Lines of the material that include the string "startup" should be returned.

[Start of section]

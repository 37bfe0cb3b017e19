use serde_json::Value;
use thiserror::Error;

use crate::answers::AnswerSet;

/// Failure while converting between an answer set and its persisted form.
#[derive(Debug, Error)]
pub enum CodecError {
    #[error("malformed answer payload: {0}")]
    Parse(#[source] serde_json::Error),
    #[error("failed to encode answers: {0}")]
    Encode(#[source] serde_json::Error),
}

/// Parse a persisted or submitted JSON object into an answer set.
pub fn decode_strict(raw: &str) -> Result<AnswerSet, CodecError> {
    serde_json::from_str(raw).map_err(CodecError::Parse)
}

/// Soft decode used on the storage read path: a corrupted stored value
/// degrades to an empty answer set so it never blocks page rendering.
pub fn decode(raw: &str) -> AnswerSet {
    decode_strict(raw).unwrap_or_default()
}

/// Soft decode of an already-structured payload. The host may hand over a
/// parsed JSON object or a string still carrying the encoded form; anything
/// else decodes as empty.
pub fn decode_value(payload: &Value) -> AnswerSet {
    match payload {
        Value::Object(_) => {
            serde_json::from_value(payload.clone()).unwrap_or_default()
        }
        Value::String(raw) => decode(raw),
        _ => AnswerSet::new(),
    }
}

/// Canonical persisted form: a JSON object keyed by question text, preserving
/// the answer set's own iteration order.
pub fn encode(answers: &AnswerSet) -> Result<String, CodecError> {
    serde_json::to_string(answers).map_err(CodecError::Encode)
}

[End of section]
[Start of section]

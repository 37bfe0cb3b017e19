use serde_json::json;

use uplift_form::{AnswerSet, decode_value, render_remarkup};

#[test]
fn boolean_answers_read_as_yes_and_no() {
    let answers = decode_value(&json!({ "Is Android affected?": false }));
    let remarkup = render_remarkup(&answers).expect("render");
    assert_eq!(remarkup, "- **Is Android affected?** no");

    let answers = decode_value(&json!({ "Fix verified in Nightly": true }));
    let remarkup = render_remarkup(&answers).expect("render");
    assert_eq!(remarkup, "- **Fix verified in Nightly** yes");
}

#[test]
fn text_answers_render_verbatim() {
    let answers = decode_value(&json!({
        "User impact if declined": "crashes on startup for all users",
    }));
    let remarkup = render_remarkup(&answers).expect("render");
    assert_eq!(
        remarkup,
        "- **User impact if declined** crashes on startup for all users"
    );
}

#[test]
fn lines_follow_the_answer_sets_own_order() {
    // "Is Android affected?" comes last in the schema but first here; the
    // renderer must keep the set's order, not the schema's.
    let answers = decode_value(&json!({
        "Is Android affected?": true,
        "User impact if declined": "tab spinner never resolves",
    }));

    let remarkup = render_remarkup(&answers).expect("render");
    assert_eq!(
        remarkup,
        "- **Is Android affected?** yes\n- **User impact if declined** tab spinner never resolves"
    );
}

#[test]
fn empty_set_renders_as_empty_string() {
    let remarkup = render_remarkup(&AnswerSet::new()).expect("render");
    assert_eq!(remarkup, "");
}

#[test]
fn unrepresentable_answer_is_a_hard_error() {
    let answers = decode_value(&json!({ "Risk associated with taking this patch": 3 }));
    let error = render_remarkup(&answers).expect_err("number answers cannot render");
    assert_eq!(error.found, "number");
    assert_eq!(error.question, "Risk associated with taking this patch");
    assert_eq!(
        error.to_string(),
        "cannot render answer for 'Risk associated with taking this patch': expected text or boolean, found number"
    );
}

[End of section]

**REPLY TO THE EXERCISE:**
        "User impact if declined": "crashes on startup for all users",
        "- **User impact if declined** crashes on startup for all users"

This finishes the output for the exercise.